When you’re ready, look at your list. How do you feel about it?
I’ve tried this approach, and was pleasantly surprised that by the end of the day looking at my list made me smile. Most of the thoughts didn’t feel that important or negative.
Think about the items on your list and feel their emotions. Then let go, and if you can, shred your list. There is tremendous release in clearing the list for the day.
Promise the thoughts that you’ll add them again if they come up. Do this for a month and see what happens.
3- Write about it.
If there is a thought or situation that’s consuming you, take half an hour to an hour and write about it. Do it by hand and feel your words on the pages. Write till there is nothing more to write.
If you don’t feel a little better after writing, go through the pages and reflect on what you’ve written. Feel any emotions that come up. Keep feeling till you reach a point where there is no painful reaction. At this point, shred your pages and let go.
Unwanted thoughts will arise based on our experiences, expectations, and previous programming and conditioning.

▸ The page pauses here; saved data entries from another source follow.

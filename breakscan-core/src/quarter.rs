//! Quarterly aggregation of closed events.

use chrono::NaiveDate;
use serde::{Deserialize, Serialize};
use std::collections::BTreeMap;
use std::fmt;

use crate::calendar::quarter_label;
use crate::domain::{BreakdownBucket, ClosedEvent};

/// Market regime tag assigned to a quarter.
///
/// Quarters without a regime entry are excluded from the output entirely —
/// the table is a whitelist.
#[derive(Debug, Clone, Copy, PartialEq, Eq, Serialize, Deserialize)]
#[serde(rename_all = "kebab-case")]
pub enum MarketRegime {
    Trending,
    RangeBound,
}

impl fmt::Display for MarketRegime {
    fn fmt(&self, f: &mut fmt::Formatter<'_>) -> fmt::Result {
        let label = match self {
            MarketRegime::Trending => "trending",
            MarketRegime::RangeBound => "range-bound",
        };
        f.write_str(label)
    }
}

/// Inclusive date window the statistics are computed over.
#[derive(Debug, Clone, Copy, PartialEq, Eq, Serialize, Deserialize)]
pub struct AnalysisWindow {
    pub start: NaiveDate,
    pub end: NaiveDate,
}

impl AnalysisWindow {
    pub fn contains(&self, date: NaiveDate) -> bool {
        self.start <= date && date <= self.end
    }
}

/// Breakdown counts over the whole analysis window, by reporting bucket.
#[derive(Debug, Clone, Default, PartialEq, Eq, Serialize, Deserialize)]
pub struct BreakdownStats {
    pub three_break_five: usize,
    pub intraday_high_drop8: usize,
    pub intraday_gap_drop10: usize,
}

/// Summary statistics for one whitelisted quarter with at least one event.
#[derive(Debug, Clone, Serialize, Deserialize)]
pub struct QuarterSummary {
    pub quarter: String,
    pub market_regime: MarketRegime,
    pub breakout_count: usize,
    pub avg_duration: f64,
    pub avg_amplitude: f64,
    /// Window-wide breakdown counts (not split per quarter).
    pub breakdown_stats: BreakdownStats,
}

/// Group closed events into per-quarter statistics.
///
/// Events are keyed by their relevant date (start date for breakouts,
/// breakdown date for breakdowns), filtered to the window, grouped by
/// quarter, and dropped when their quarter has no regime entry. Durations
/// and amplitudes are pooled across breakouts and breakdowns. The
/// breakdown-type counts are computed once over the full breakdown list,
/// filtered by breakdown date only, and attached to every summary.
pub fn aggregate_quarters(
    events: &[ClosedEvent],
    window: &AnalysisWindow,
    regimes: &BTreeMap<String, MarketRegime>,
) -> BTreeMap<String, QuarterSummary> {
    let mut by_quarter: BTreeMap<String, Vec<&ClosedEvent>> = BTreeMap::new();
    for event in events.iter().filter(|e| window.contains(e.relevant_date())) {
        by_quarter
            .entry(quarter_label(event.relevant_date()))
            .or_default()
            .push(event);
    }

    let breakdown_stats = breakdown_counts(events, window);

    by_quarter
        .into_iter()
        .filter_map(|(quarter, group)| {
            let regime = *regimes.get(&quarter)?;
            let count = group.len();
            let summary = QuarterSummary {
                quarter: quarter.clone(),
                market_regime: regime,
                breakout_count: count,
                avg_duration: group.iter().map(|e| e.duration() as f64).sum::<f64>()
                    / count as f64,
                avg_amplitude: group.iter().map(|e| e.amplitude()).sum::<f64>() / count as f64,
                breakdown_stats: breakdown_stats.clone(),
            };
            Some((quarter, summary))
        })
        .collect()
}

fn breakdown_counts(events: &[ClosedEvent], window: &AnalysisWindow) -> BreakdownStats {
    let mut stats = BreakdownStats::default();
    for breakdown in events
        .iter()
        .filter_map(|e| e.as_breakdown())
        .filter(|b| window.contains(b.breakdown_date))
    {
        match breakdown.breakdown.bucket() {
            BreakdownBucket::ThreeBreakFive => stats.three_break_five += 1,
            BreakdownBucket::IntradayHighDrop8 => stats.intraday_high_drop8 += 1,
            BreakdownBucket::IntradayGapDrop10 => stats.intraday_gap_drop10 += 1,
        }
    }
    stats
}
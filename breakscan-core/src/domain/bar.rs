//! Daily price bars — raw provider output and the preprocessed series unit.

use chrono::NaiveDate;
use serde::{Deserialize, Serialize};

/// Raw daily OHLC bar as supplied by a data source (before preprocessing).
#[derive(Debug, Clone, Serialize, Deserialize)]
pub struct RawBar {
    pub date: NaiveDate,
    pub open: f64,
    pub high: f64,
    pub low: f64,
    pub close: f64,
}

impl RawBar {
    /// Basic OHLC sanity check: high >= low/open/close, low <= open/close,
    /// positive open and close.
    pub fn is_sane(&self) -> bool {
        self.high >= self.low
            && self.high >= self.open
            && self.high >= self.close
            && self.low <= self.open
            && self.low <= self.close
            && self.open > 0.0
            && self.close > 0.0
    }
}

/// One trading day of the preprocessed series: raw OHLC plus the trailing
/// 3-day and 5-day close means.
///
/// `ma3`/`ma5` are `None` for the first 2/4 bars of the series, where the
/// trailing window is not yet full.
#[derive(Debug, Clone, Serialize, Deserialize)]
pub struct PriceBar {
    pub date: NaiveDate,
    pub open: f64,
    pub high: f64,
    pub low: f64,
    pub close: f64,
    pub ma3: Option<f64>,
    pub ma5: Option<f64>,
}
//! Breakscan Core — breakout/breakdown detection over daily OHLC series,
//! with quarterly aggregation.
//!
//! The pipeline, leaf-first:
//! - Series preprocessing: trailing MA3/MA5 over closes
//! - Market classification: cap-derived gap thresholds and exemptions
//! - Scan engine: the per-bar breakout/breakdown state machine
//! - Quarterly aggregation: windowed, regime-whitelisted statistics
//!
//! The engine is a strict forward pass over an immutable series with one
//! owner of the mutable scan state; analyses for different instruments
//! parallelize by running independent scans.

pub mod analysis;
pub mod calendar;
pub mod config;
pub mod data;
pub mod domain;
pub mod engine;
pub mod error;
pub mod preprocess;
pub mod quarter;

pub use analysis::{run_analysis, AnalysisReport, RunError};
pub use config::AnalysisConfig;
pub use error::AnalysisError;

Rejecting them, or judging ourselves for having them, won’t help.
What helps is noticing the thoughts when possible, feeling whatever we need to feel, and letting go of trying to make sense of it all.
This approach may not work with deep trauma and pain, but giving it a shot won’t hurt. It might be a sign for you to seek professional help.
No matter how strong and repetitive your thoughts are, they do not define you. You are much more than that—a boundless masterpiece of creation. You’re simply the host of all the thoughts and emotions. And like life itself, you are a gracious and kind host. You welcome, you attend, and then you lovingly say goodbye and let go.